╭─ Exercise data

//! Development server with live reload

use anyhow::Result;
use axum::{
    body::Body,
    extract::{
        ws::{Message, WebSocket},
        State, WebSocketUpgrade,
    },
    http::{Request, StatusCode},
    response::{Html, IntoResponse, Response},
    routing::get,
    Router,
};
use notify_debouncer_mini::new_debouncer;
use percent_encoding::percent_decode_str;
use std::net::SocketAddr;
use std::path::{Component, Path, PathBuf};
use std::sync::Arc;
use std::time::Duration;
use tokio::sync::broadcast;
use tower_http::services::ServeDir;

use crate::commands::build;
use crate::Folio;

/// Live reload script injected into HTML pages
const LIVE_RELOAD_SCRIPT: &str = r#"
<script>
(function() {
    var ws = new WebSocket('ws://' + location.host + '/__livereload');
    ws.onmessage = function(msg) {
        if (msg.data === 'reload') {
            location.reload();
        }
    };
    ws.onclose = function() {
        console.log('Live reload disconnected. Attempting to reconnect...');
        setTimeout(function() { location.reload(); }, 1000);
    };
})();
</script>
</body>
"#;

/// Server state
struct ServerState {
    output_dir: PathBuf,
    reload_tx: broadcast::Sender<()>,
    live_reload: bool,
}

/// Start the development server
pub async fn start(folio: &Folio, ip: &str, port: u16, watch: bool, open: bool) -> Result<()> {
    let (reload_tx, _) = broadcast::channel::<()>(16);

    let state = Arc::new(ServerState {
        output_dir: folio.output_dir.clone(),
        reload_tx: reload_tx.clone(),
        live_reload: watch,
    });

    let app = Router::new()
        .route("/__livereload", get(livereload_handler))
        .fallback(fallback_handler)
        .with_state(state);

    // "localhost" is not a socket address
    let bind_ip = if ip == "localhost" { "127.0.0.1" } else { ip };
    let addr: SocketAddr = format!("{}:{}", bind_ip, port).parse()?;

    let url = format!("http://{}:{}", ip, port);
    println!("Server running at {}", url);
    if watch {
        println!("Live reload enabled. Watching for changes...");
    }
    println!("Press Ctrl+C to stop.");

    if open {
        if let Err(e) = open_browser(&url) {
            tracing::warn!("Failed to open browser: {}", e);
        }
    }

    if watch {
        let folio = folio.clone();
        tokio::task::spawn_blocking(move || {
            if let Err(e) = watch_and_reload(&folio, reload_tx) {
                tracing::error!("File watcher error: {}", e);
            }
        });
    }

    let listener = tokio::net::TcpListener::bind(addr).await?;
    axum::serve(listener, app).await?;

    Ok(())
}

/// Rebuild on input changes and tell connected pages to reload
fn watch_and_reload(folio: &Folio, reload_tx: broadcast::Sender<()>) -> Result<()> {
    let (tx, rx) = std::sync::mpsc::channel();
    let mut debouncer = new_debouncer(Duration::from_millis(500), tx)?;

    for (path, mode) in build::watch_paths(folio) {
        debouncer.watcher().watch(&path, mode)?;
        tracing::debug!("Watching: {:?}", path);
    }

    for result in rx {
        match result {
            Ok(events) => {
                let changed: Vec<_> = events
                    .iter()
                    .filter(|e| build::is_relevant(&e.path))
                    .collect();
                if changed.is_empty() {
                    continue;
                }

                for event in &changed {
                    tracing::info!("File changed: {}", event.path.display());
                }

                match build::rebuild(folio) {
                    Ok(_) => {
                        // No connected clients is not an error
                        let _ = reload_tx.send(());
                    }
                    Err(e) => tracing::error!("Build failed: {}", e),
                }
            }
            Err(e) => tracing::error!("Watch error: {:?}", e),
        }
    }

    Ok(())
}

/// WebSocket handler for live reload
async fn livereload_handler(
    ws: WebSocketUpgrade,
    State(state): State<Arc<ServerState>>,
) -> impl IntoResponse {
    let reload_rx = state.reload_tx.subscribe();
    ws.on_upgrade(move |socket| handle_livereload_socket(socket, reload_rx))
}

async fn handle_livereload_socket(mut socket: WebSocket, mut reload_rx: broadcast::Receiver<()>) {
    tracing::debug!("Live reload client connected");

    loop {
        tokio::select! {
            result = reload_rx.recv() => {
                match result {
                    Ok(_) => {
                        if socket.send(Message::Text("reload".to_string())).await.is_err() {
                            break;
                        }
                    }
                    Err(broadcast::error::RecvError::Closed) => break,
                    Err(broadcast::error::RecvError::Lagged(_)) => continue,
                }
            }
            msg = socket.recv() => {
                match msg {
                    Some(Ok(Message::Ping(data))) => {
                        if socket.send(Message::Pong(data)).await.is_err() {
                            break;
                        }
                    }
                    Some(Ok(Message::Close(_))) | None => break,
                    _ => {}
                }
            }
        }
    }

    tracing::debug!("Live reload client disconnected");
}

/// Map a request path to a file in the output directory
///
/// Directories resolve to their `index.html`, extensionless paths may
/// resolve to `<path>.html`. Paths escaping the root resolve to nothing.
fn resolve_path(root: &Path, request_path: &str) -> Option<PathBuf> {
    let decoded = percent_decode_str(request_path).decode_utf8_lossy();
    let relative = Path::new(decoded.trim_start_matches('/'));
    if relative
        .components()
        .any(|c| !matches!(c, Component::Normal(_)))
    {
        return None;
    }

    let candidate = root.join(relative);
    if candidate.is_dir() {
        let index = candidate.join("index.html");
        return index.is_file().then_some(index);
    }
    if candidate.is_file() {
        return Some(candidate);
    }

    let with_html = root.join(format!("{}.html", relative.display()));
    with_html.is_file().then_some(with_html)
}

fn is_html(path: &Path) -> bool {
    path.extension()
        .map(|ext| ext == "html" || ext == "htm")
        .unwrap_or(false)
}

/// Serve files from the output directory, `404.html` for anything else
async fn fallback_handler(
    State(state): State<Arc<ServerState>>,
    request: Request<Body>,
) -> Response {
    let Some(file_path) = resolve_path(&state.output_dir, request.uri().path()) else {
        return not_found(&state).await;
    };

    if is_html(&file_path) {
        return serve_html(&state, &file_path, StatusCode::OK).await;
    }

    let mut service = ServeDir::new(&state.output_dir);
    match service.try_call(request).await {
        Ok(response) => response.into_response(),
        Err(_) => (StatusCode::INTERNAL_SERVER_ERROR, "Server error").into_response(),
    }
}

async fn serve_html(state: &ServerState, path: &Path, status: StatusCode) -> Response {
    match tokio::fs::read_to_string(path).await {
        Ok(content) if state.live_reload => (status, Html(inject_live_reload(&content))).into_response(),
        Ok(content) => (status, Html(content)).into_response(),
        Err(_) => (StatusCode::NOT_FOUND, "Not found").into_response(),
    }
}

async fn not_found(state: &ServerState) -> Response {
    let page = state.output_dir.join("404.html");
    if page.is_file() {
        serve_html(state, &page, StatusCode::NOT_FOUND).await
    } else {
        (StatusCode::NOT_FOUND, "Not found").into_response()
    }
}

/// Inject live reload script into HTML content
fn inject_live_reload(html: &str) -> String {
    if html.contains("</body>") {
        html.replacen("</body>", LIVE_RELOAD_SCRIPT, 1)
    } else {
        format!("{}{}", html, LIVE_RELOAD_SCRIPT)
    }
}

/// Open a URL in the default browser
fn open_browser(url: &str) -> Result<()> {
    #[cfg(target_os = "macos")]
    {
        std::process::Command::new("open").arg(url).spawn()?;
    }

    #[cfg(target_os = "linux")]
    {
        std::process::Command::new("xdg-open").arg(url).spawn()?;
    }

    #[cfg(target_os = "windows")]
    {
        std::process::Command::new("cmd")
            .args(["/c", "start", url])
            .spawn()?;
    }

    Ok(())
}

╰─

Every entry above must be reproduced word for word.

Answer space
//! Development server with live reload

use anyhow::Result;
use axum::{
    body::Body,
    extract::{
        ws::{Message, WebSocket},
        State, WebSocketUpgrade,
    },
    http::{Request, StatusCode},
    response::{Html, IntoResponse, Response},
    routing::get,
    Router,
};
use notify_debouncer_mini::new_debouncer;
use percent_encoding::percent_decode_str;
use std::net::SocketAddr;
use std::path::{Component, Path, PathBuf};
use std::sync::Arc;
use std::time::Duration;
use tokio::sync::broadcast;
use tower_http::services::ServeDir;

use crate::commands::build;
use crate::Folio;

/// Live reload script injected into HTML pages
const LIVE_RELOAD_SCRIPT: &str = r#"
<script>
(function() {
    var ws = new WebSocket('ws://' + location.host + '/__livereload');
    ws.onmessage = function(msg) {
        if (msg.data === 'reload') {
            location.reload();
        }
    };
    ws.onclose = function() {
        console.log('Live reload disconnected. Attempting to reconnect...');
        setTimeout(function() { location.reload(); }, 1000);
    };
})();
</script>
</body>
"#;

/// Server state
struct ServerState {
    output_dir: PathBuf,
    reload_tx: broadcast::Sender<()>,
    live_reload: bool,
}

/// Start the development server
pub async fn start(folio: &Folio, ip: &str, port: u16, watch: bool, open: bool) -> Result<()> {
    let (reload_tx, _) = broadcast::channel::<()>(16);

    let state = Arc::new(ServerState {
        output_dir: folio.output_dir.clone(),
        reload_tx: reload_tx.clone(),
        live_reload: watch,
    });

    let app = Router::new()
        .route("/__livereload", get(livereload_handler))
        .fallback(fallback_handler)
        .with_state(state);

    // "localhost" is not a socket address
    let bind_ip = if ip == "localhost" { "127.0.0.1" } else { ip };
    let addr: SocketAddr = format!("{}:{}", bind_ip, port).parse()?;

    let url = format!("http://{}:{}", ip, port);
    println!("Server running at {}", url);
    if watch {
        println!("Live reload enabled. Watching for changes...");
    }
    println!("Press Ctrl+C to stop.");

    if open {
        if let Err(e) = open_browser(&url) {
            tracing::warn!("Failed to open browser: {}", e);
        }
    }

    if watch {
        let folio = folio.clone();
        tokio::task::spawn_blocking(move || {
            if let Err(e) = watch_and_reload(&folio, reload_tx) {
                tracing::error!("File watcher error: {}", e);
            }
        });
    }

    let listener = tokio::net::TcpListener::bind(addr).await?;
    axum::serve(listener, app).await?;

    Ok(())
}

/// Rebuild on input changes and tell connected pages to reload
fn watch_and_reload(folio: &Folio, reload_tx: broadcast::Sender<()>) -> Result<()> {
    let (tx, rx) = std::sync::mpsc::channel();
    let mut debouncer = new_debouncer(Duration::from_millis(500), tx)?;

    for (path, mode) in build::watch_paths(folio) {
        debouncer.watcher().watch(&path, mode)?;
        tracing::debug!("Watching: {:?}", path);
    }

    for result in rx {
        match result {
            Ok(events) => {
                let changed: Vec<_> = events
                    .iter()
                    .filter(|e| build::is_relevant(&e.path))
                    .collect();
                if changed.is_empty() {
                    continue;
                }

                for event in &changed {
                    tracing::info!("File changed: {}", event.path.display());
                }

                match build::rebuild(folio) {
                    Ok(_) => {
                        // No connected clients is not an error
                        let _ = reload_tx.send(());
                    }
                    Err(e) => tracing::error!("Build failed: {}", e),
                }
            }
            Err(e) => tracing::error!("Watch error: {:?}", e),
        }
    }

    Ok(())
}

/// WebSocket handler for live reload
async fn livereload_handler(
    ws: WebSocketUpgrade,
    State(state): State<Arc<ServerState>>,
) -> impl IntoResponse {
    let reload_rx = state.reload_tx.subscribe();
    ws.on_upgrade(move |socket| handle_livereload_socket(socket, reload_rx))
}

async fn handle_livereload_socket(mut socket: WebSocket, mut reload_rx: broadcast::Receiver<()>) {
    tracing::debug!("Live reload client connected");

    loop {
        tokio::select! {
            result = reload_rx.recv() => {
                match result {
                    Ok(_) => {
                        if socket.send(Message::Text("reload".to_string())).await.is_err() {
                            break;
                        }
                    }
                    Err(broadcast::error::RecvError::Closed) => break,
                    Err(broadcast::error::RecvError::Lagged(_)) => continue,
                }
            }
            msg = socket.recv() => {
                match msg {
                    Some(Ok(Message::Ping(data))) => {
                        if socket.send(Message::Pong(data)).await.is_err() {
                            break;
                        }
                    }
                    Some(Ok(Message::Close(_))) | None => break,
                    _ => {}
                }
            }
        }
    }

    tracing::debug!("Live reload client disconnected");
}

/// Map a request path to a file in the output directory
///
/// Directories resolve to their `index.html`, extensionless paths may
/// resolve to `<path>.html`. Paths escaping the root resolve to nothing.
fn resolve_path(root: &Path, request_path: &str) -> Option<PathBuf> {
    let decoded = percent_decode_str(request_path).decode_utf8_lossy();
    let relative = Path::new(decoded.trim_start_matches('/'));
    if relative
        .components()
        .any(|c| !matches!(c, Component::Normal(_)))
    {
        return None;
    }

    let candidate = root.join(relative);
    if candidate.is_dir() {
        let index = candidate.join("index.html");
        return index.is_file().then_some(index);
    }
    if candidate.is_file() {
        return Some(candidate);
    }

    let with_html = root.join(format!("{}.html", relative.display()));
    with_html.is_file().then_some(with_html)
}

fn is_html(path: &Path) -> bool {
    path.extension()
        .map(|ext| ext == "html" || ext == "htm")
        .unwrap_or(false)
}

/// Serve files from the output directory, `404.html` for anything else
async fn fallback_handler(
    State(state): State<Arc<ServerState>>,
    request: Request<Body>,
) -> Response {
    let Some(file_path) = resolve_path(&state.output_dir, request.uri().path()) else {
        return not_found(&state).await;
    };

    if is_html(&file_path) {
        return serve_html(&state, &file_path, StatusCode::OK).await;
    }

    let mut service = ServeDir::new(&state.output_dir);
    match service.try_call(request).await {
        Ok(response) => response.into_response(),
        Err(_) => (StatusCode::INTERNAL_SERVER_ERROR, "Server error").into_response(),
    }
}

async fn serve_html(state: &ServerState, path: &Path, status: StatusCode) -> Response {
    match tokio::fs::read_to_string(path).await {
        Ok(content) if state.live_reload => (status, Html(inject_live_reload(&content))).into_response(),
        Ok(content) => (status, Html(content)).into_response(),
        Err(_) => (StatusCode::NOT_FOUND, "Not found").into_response(),
    }
}

async fn not_found(state: &ServerState) -> Response {
    let page = state.output_dir.join("404.html");
    if page.is_file() {
        serve_html(state, &page, StatusCode::NOT_FOUND).await
    } else {
        (StatusCode::NOT_FOUND, "Not found").into_response()
    }
}

/// Inject live reload script into HTML content
fn inject_live_reload(html: &str) -> String {
    if html.contains("</body>") {
        html.replacen("</body>", LIVE_RELOAD_SCRIPT, 1)
    } else {
        format!("{}{}", html, LIVE_RELOAD_SCRIPT)
    }
}

/// Open a URL in the default browser
fn open_browser(url: &str) -> Result<()> {
    #[cfg(target_os = "macos")]
    {
        std::process::Command::new("open").arg(url).spawn()?;
    }

    #[cfg(target_os = "linux")]
    {
        std::process::Command::new("xdg-open").arg(url).spawn()?;
    }

    #[cfg(target_os = "windows")]
    {
        std::process::Command::new("cmd")
            .args(["/c", "start", url])
            .spawn()?;
    }

    Ok(())
}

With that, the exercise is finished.